• **What the exercise asks**: Scan the listing and copy each line where the word "EmptyResponse" is present.

• **Records to process**:
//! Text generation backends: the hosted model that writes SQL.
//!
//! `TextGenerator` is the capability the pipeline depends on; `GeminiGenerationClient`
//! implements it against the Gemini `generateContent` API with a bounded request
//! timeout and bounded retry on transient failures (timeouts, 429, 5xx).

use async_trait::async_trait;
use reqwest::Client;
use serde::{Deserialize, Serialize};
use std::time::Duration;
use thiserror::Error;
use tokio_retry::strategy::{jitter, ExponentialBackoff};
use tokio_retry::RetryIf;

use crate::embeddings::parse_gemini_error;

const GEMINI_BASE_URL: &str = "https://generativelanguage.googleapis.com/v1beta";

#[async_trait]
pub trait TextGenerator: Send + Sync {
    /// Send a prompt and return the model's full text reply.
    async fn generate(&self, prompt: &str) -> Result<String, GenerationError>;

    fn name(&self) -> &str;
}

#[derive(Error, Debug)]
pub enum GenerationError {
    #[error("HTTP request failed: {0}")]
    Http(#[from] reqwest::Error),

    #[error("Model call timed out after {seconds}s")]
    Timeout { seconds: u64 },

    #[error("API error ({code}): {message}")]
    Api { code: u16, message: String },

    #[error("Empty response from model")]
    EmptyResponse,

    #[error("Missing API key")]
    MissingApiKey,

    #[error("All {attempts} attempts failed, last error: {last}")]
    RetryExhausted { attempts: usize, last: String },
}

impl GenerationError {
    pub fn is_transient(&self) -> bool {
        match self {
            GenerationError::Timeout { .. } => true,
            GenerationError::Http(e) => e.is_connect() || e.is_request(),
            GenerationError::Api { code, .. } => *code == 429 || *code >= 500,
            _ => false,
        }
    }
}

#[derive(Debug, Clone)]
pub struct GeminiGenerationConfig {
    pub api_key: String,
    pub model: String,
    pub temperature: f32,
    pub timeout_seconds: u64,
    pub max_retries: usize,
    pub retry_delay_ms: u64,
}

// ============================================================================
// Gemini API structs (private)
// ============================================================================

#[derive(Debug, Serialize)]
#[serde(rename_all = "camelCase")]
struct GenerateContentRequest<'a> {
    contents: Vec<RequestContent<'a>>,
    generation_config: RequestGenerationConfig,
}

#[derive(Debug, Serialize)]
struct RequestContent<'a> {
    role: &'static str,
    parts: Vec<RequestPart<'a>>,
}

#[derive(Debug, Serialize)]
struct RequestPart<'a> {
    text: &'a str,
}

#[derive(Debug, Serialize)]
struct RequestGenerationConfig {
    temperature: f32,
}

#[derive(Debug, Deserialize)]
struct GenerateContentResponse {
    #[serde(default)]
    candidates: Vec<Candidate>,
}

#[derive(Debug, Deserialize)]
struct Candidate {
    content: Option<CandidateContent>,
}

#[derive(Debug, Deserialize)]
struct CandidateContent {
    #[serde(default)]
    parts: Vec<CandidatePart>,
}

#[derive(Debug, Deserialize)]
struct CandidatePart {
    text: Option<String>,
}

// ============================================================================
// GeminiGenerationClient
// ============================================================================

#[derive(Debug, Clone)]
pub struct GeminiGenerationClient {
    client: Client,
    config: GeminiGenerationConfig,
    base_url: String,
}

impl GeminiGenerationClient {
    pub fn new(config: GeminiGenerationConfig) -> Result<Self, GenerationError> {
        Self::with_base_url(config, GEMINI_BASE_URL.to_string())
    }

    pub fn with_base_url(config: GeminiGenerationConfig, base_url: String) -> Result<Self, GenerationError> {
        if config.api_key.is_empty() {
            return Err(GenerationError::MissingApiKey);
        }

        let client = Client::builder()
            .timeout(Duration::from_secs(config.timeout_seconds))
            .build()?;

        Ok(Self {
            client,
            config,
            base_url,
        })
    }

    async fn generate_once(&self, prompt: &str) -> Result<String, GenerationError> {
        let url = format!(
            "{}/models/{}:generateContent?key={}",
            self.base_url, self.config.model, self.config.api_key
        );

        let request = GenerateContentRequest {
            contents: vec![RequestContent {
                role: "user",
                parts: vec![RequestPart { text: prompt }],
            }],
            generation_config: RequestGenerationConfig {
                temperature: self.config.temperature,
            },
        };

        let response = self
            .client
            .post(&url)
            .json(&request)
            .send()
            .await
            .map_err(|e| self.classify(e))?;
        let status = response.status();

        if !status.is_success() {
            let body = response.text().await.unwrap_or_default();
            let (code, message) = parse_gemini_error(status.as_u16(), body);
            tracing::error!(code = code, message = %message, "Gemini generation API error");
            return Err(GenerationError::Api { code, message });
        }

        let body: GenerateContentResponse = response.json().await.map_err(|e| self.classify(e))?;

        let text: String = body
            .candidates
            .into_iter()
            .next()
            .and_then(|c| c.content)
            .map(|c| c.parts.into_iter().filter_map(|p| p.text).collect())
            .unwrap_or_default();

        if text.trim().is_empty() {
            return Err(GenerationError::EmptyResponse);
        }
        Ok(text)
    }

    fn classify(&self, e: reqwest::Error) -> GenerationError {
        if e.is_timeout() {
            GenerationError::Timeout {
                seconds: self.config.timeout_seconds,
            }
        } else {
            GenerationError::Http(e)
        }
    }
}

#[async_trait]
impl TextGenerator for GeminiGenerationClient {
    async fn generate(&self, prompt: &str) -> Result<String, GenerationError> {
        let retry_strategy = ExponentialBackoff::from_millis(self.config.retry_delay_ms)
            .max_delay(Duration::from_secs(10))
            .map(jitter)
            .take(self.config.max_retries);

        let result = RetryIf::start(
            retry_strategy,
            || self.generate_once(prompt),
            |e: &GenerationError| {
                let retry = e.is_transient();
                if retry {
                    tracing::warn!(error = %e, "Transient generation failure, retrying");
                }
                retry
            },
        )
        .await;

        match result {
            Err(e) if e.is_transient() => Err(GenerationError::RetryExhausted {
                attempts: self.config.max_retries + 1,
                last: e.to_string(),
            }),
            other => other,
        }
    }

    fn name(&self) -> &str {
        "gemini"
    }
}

• **Solved problem**:
    EmptyResponse,
            return Err(GenerationError::EmptyResponse);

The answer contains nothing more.